Jordan had had enough. The scratches on the couches didn't do it. The uninvited table guests during dinner didn't do it. The growing number of loops popping up in the rug didn't do it. The TV nearly toppling over every time it doubled as a jungle gym didn't do it.
It was the speakers. The cats kept jumping on the speakers. And Jordan thought was just...not...fair.
Jordan bought them a distraction: a new cat tree. Cat climbing devices are expensive as it is, and in Manhattan they're even pricier. They take up room and need to be assembled. Instead, Jordan bought a super duper cat tree online for the price of a little one in the city.
It came in a box.

There were lovely things inside, like scratching poles that needed to be tested - for safety reasons of course.

The cat tree's cubby hole was squished in the box, and to save room, some parts were placed inside it. That didn't stop Apollo. He wanted that cubby.

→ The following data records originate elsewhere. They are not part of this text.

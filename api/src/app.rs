//! Application factory
//!
//! This module provides the factory for creating the Actix-web application
//! with all routes and middleware wired up.

use actix_web::{middleware::Logger, web, App, HttpResponse};

use crate::middleware::{cors::create_cors, security::SecurityMiddleware};
use crate::routes::{pricing, properties, rentals, users, AppState};

use rn_core::repositories::{PropertyRepository, RentalRequestRepository, UserRepository};

/// Create and configure the application with all dependencies
pub fn create_app<P, U, R>(
    app_state: web::Data<AppState<P, U, R>>,
) -> App<
    impl actix_web::dev::ServiceFactory<
        actix_web::dev::ServiceRequest,
        Config = (),
        Response = actix_web::dev::ServiceResponse<impl actix_web::body::MessageBody>,
        Error = actix_web::Error,
        InitError = (),
    >,
>
where
    P: PropertyRepository + 'static,
    U: UserRepository + 'static,
    R: RentalRequestRepository + 'static,
{
    let cors = create_cors();
    let security = SecurityMiddleware::new();

    App::new()
        // Add application state
        .app_data(app_state)
        // Add middleware (order matters: security first, then CORS, then logging)
        .wrap(Logger::default())
        .wrap(cors)
        .wrap(security)
        // Health check endpoint
        .route("/health", web::get().to(health_check))
        // API v1 routes
        .service(
            web::scope("/api/v1")
                .route(
                    "/properties",
                    web::get().to(properties::list::list_properties::<P, U, R>),
                )
                .route(
                    "/properties",
                    web::post().to(properties::create::create_property::<P, U, R>),
                )
                .route(
                    "/properties/{id}",
                    web::get().to(properties::get::get_property::<P, U, R>),
                )
                .route(
                    "/properties/{id}",
                    web::delete().to(properties::delete::delete_property::<P, U, R>),
                )
                .route(
                    "/properties/{id}/status",
                    web::patch().to(properties::status::update_status::<P, U, R>),
                )
                .route(
                    "/properties/{id}/requests",
                    web::get().to(rentals::for_property::requests_for_property::<P, U, R>),
                )
                .route(
                    "/sellers/{seller_id}/properties",
                    web::get().to(properties::by_seller::properties_by_seller::<P, U, R>),
                )
                .route(
                    "/buyers/{buyer_id}/requests",
                    web::get().to(rentals::by_buyer::requests_by_buyer::<P, U, R>),
                )
                .route(
                    "/rental-requests",
                    web::post().to(rentals::submit::submit_request::<P, U, R>),
                )
                .route(
                    "/rental-requests/{id}/review",
                    web::post().to(rentals::review::review_request::<P, U, R>),
                )
                .route(
                    "/price-estimate",
                    web::post().to(pricing::estimate::estimate_price::<P, U, R>),
                )
                .route("/users", web::post().to(users::register::register_user::<P, U, R>))
                .route("/users", web::get().to(users::list::list_users::<P, U, R>))
                .route("/users/stats", web::get().to(users::stats::user_stats::<P, U, R>))
                .route(
                    "/users/{id}/role",
                    web::patch().to(users::update_role::update_role::<P, U, R>),
                )
                .route(
                    "/users/{id}",
                    web::delete().to(users::delete::delete_user::<P, U, R>),
                ),
        )
        // Default 404 handler
        .default_service(web::route().to(not_found))
}

/// Health check endpoint handler
async fn health_check() -> HttpResponse {
    HttpResponse::Ok().json(serde_json::json!({
        "status": "healthy",
        "service": "rentnest-api",
        "version": env!("CARGO_PKG_VERSION"),
        "timestamp": chrono::Utc::now().to_rfc3339(),
    }))
}

/// Default 404 handler
async fn not_found() -> HttpResponse {
    HttpResponse::NotFound().json(serde_json::json!({
        "error": "not_found",
        "message": "The requested resource was not found"
    }))
}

It was an awfully small hole. Could he do it?

The dooraway might be a bit tight.

But the window shows promise. First the head...

Then the body...

Just the tail left...

He fits! Now just to turn around.

Done! Begin attack procedures.

Here comes an unsuspecting victim now.

Chula begins cautiously to approach the fortress from the top.

Maybe a direct attack?

That won't do. Instead Chula sits and waits on top.

Well that's no fun, might as well come out. But Chula's sitting above the window, which means the only way to get out without being attacked is to go out the tight fitting door.

Complications arise. Chula sits amused.

Oh look, he got another inch out.

This might take some time. Apollo feigns a nap to make it look like everything's under control and he's only there because he wants to be. Chula doesn't buy it.

He made it out this time, but Chula is reassured that Apollo is an idiot.